INSTRUCTIONS TO FOLLOW
Here are some records. Print all of them exactly.

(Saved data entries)
-- -- --

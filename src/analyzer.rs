//! This module provides functions for analyzing compiled programs to detect common
//! errors before execution: out-of-range state and tape references, missing halting
//! states, and states that can never be reached.

use crate::types::{Program, TuringMachineError};
use std::collections::HashSet;

/// Problems found while analyzing a [`Program`].
#[derive(Debug, Clone, PartialEq, Eq)]
pub enum AnalysisError {
    /// The transition table does not line up with the declared state count.
    StructuralError(String),
    /// The starting state is not a valid state id.
    InvalidStartingState(usize),
    /// The program declares no halting state at all.
    NoHaltingStates,
    /// A declared halting state is not a valid state id.
    InvalidHaltingState(usize),
    /// A transition targets a state id that does not exist.
    InvalidTargetState { state: usize, target: usize },
    /// A transition reads, writes, or shifts a tape index that does not exist.
    InvalidTapeIndex { state: usize, tape: usize },
    /// States that cannot be reached from the starting state.
    UnreachableStates(Vec<usize>),
}

impl From<AnalysisError> for TuringMachineError {
    fn from(error: AnalysisError) -> Self {
        match error {
            AnalysisError::StructuralError(message) => TuringMachineError::ValidationError(message),
            AnalysisError::InvalidStartingState(state) => TuringMachineError::ValidationError(
                format!("starting state {state} is out of range"),
            ),
            AnalysisError::NoHaltingStates => TuringMachineError::ValidationError(
                "program declares no halting state".to_string(),
            ),
            AnalysisError::InvalidHaltingState(state) => TuringMachineError::ValidationError(
                format!("halting state {state} is out of range"),
            ),
            AnalysisError::InvalidTargetState { state, target } => {
                TuringMachineError::ValidationError(format!(
                    "transition in state {state} targets unknown state {target}"
                ))
            }
            AnalysisError::InvalidTapeIndex { state, tape } => {
                TuringMachineError::ValidationError(format!(
                    "transition in state {state} references unknown tape {tape}"
                ))
            }
            AnalysisError::UnreachableStates(states) => TuringMachineError::ValidationError(
                format!("unreachable states detected: {states:?}"),
            ),
        }
    }
}

/// Analyzes a compiled [`Program`] for structural and logical errors.
///
/// Runs the full structural validation that [`crate::TuringMachine::new`]
/// enforces, then the reachability lint on top. The first failing check is
/// reported.
pub fn analyze(program: &Program) -> Result<(), TuringMachineError> {
    validate_structure(program)?;
    check_unreachable_states(program).map_err(Into::into)
}

/// Validates the structural invariants a program must satisfy to execute:
/// a transition list per state, all state ids and tape indices in range, and
/// at least one halting state.
pub fn validate_structure(program: &Program) -> Result<(), TuringMachineError> {
    [check_shape, check_state_references, check_tape_references]
        .iter()
        .find_map(|check| check(program).err())
        .map_or(Ok(()), |error| Err(error.into()))
}

fn check_shape(program: &Program) -> Result<(), AnalysisError> {
    if program.transitions.len() != program.num_states {
        return Err(AnalysisError::StructuralError(format!(
            "program declares {} states but carries {} transition lists",
            program.num_states,
            program.transitions.len()
        )));
    }

    Ok(())
}

fn check_state_references(program: &Program) -> Result<(), AnalysisError> {
    if program.starting_state >= program.num_states {
        return Err(AnalysisError::InvalidStartingState(program.starting_state));
    }

    if program.halting_states.is_empty() {
        return Err(AnalysisError::NoHaltingStates);
    }
    if let Some(&state) = program
        .halting_states
        .iter()
        .find(|&&state| state >= program.num_states)
    {
        return Err(AnalysisError::InvalidHaltingState(state));
    }

    for (state, rules) in program.transitions.iter().enumerate() {
        for transition in rules {
            if transition.next_state >= program.num_states {
                return Err(AnalysisError::InvalidTargetState {
                    state,
                    target: transition.next_state,
                });
            }
        }
    }

    Ok(())
}

fn check_tape_references(program: &Program) -> Result<(), AnalysisError> {
    for (state, rules) in program.transitions.iter().enumerate() {
        for transition in rules {
            let referenced = transition
                .reads
                .keys()
                .chain(transition.writes.keys())
                .chain(transition.shifts.keys());

            for &tape in referenced {
                if tape >= program.num_tapes {
                    return Err(AnalysisError::InvalidTapeIndex { state, tape });
                }
            }
        }
    }

    Ok(())
}

/// Flags states that no sequence of transitions can reach.
///
/// Reachability starts from the starting state and follows transition
/// targets. The canonical halting state counts as reachable because every
/// unmatched observation falls into it.
fn check_unreachable_states(program: &Program) -> Result<(), AnalysisError> {
    let mut visited = HashSet::new();
    let mut queue = vec![program.starting_state];
    if let Some(canonical) = program.canonical_halting_state() {
        queue.push(canonical);
    }

    while let Some(state) = queue.pop() {
        if !visited.insert(state) {
            continue;
        }

        for transition in &program.transitions[state] {
            if !visited.contains(&transition.next_state) {
                queue.push(transition.next_state);
            }
        }
    }

    let mut unreachable: Vec<usize> = (0..program.num_states)
        .filter(|state| !visited.contains(state))
        .collect();

    if !unreachable.is_empty() {
        unreachable.sort_unstable();
        return Err(AnalysisError::UnreachableStates(unreachable));
    }

    Ok(())
}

-- -- --

WORKED SOLUTION
filename src/analyzer.rs
//! This module provides functions for analyzing compiled programs to detect common
//! errors before execution: out-of-range state and tape references, missing halting
//! states, and states that can never be reached.

use crate::types::{Program, TuringMachineError};
use std::collections::HashSet;

/// Problems found while analyzing a [`Program`].
#[derive(Debug, Clone, PartialEq, Eq)]
pub enum AnalysisError {
    /// The transition table does not line up with the declared state count.
    StructuralError(String),
    /// The starting state is not a valid state id.
    InvalidStartingState(usize),
    /// The program declares no halting state at all.
    NoHaltingStates,
    /// A declared halting state is not a valid state id.
    InvalidHaltingState(usize),
    /// A transition targets a state id that does not exist.
    InvalidTargetState { state: usize, target: usize },
    /// A transition reads, writes, or shifts a tape index that does not exist.
    InvalidTapeIndex { state: usize, tape: usize },
    /// States that cannot be reached from the starting state.
    UnreachableStates(Vec<usize>),
}

impl From<AnalysisError> for TuringMachineError {
    fn from(error: AnalysisError) -> Self {
        match error {
            AnalysisError::StructuralError(message) => TuringMachineError::ValidationError(message),
            AnalysisError::InvalidStartingState(state) => TuringMachineError::ValidationError(
                format!("starting state {state} is out of range"),
            ),
            AnalysisError::NoHaltingStates => TuringMachineError::ValidationError(
                "program declares no halting state".to_string(),
            ),
            AnalysisError::InvalidHaltingState(state) => TuringMachineError::ValidationError(
                format!("halting state {state} is out of range"),
            ),
            AnalysisError::InvalidTargetState { state, target } => {
                TuringMachineError::ValidationError(format!(
                    "transition in state {state} targets unknown state {target}"
                ))
            }
            AnalysisError::InvalidTapeIndex { state, tape } => {
                TuringMachineError::ValidationError(format!(
                    "transition in state {state} references unknown tape {tape}"
                ))
            }
            AnalysisError::UnreachableStates(states) => TuringMachineError::ValidationError(
                format!("unreachable states detected: {states:?}"),
            ),
        }
    }
}

/// Analyzes a compiled [`Program`] for structural and logical errors.
///
/// Runs the full structural validation that [`crate::TuringMachine::new`]
/// enforces, then the reachability lint on top. The first failing check is
/// reported.
pub fn analyze(program: &Program) -> Result<(), TuringMachineError> {
    validate_structure(program)?;
    check_unreachable_states(program).map_err(Into::into)
}

/// Validates the structural invariants a program must satisfy to execute:
/// a transition list per state, all state ids and tape indices in range, and
/// at least one halting state.
pub fn validate_structure(program: &Program) -> Result<(), TuringMachineError> {
    [check_shape, check_state_references, check_tape_references]
        .iter()
        .find_map(|check| check(program).err())
        .map_or(Ok(()), |error| Err(error.into()))
}

fn check_shape(program: &Program) -> Result<(), AnalysisError> {
    if program.transitions.len() != program.num_states {
        return Err(AnalysisError::StructuralError(format!(
            "program declares {} states but carries {} transition lists",
            program.num_states,
            program.transitions.len()
        )));
    }

    Ok(())
}

fn check_state_references(program: &Program) -> Result<(), AnalysisError> {
    if program.starting_state >= program.num_states {
        return Err(AnalysisError::InvalidStartingState(program.starting_state));
    }

    if program.halting_states.is_empty() {
        return Err(AnalysisError::NoHaltingStates);
    }
    if let Some(&state) = program
        .halting_states
        .iter()
        .find(|&&state| state >= program.num_states)
    {
        return Err(AnalysisError::InvalidHaltingState(state));
    }

    for (state, rules) in program.transitions.iter().enumerate() {
        for transition in rules {
            if transition.next_state >= program.num_states {
                return Err(AnalysisError::InvalidTargetState {
                    state,
                    target: transition.next_state,
                });
            }
        }
    }

    Ok(())
}

fn check_tape_references(program: &Program) -> Result<(), AnalysisError> {
    for (state, rules) in program.transitions.iter().enumerate() {
        for transition in rules {
            let referenced = transition
                .reads
                .keys()
                .chain(transition.writes.keys())
                .chain(transition.shifts.keys());

            for &tape in referenced {
                if tape >= program.num_tapes {
                    return Err(AnalysisError::InvalidTapeIndex { state, tape });
                }
            }
        }
    }

    Ok(())
}

/// Flags states that no sequence of transitions can reach.
///
/// Reachability starts from the starting state and follows transition
/// targets. The canonical halting state counts as reachable because every
/// unmatched observation falls into it.
fn check_unreachable_states(program: &Program) -> Result<(), AnalysisError> {
    let mut visited = HashSet::new();
    let mut queue = vec![program.starting_state];
    if let Some(canonical) = program.canonical_halting_state() {
        queue.push(canonical);
    }

    while let Some(state) = queue.pop() {
        if !visited.insert(state) {
            continue;
        }

        for transition in &program.transitions[state] {
            if !visited.contains(&transition.next_state) {
                queue.push(transition.next_state);
            }
        }
    }

    let mut unreachable: Vec<usize> = (0..program.num_states)
        .filter(|state| !visited.contains(state))
        .collect();

    if !unreachable.is_empty() {
        unreachable.sort_unstable();
        return Err(AnalysisError::UnreachableStates(unreachable));
    }

    Ok(())
}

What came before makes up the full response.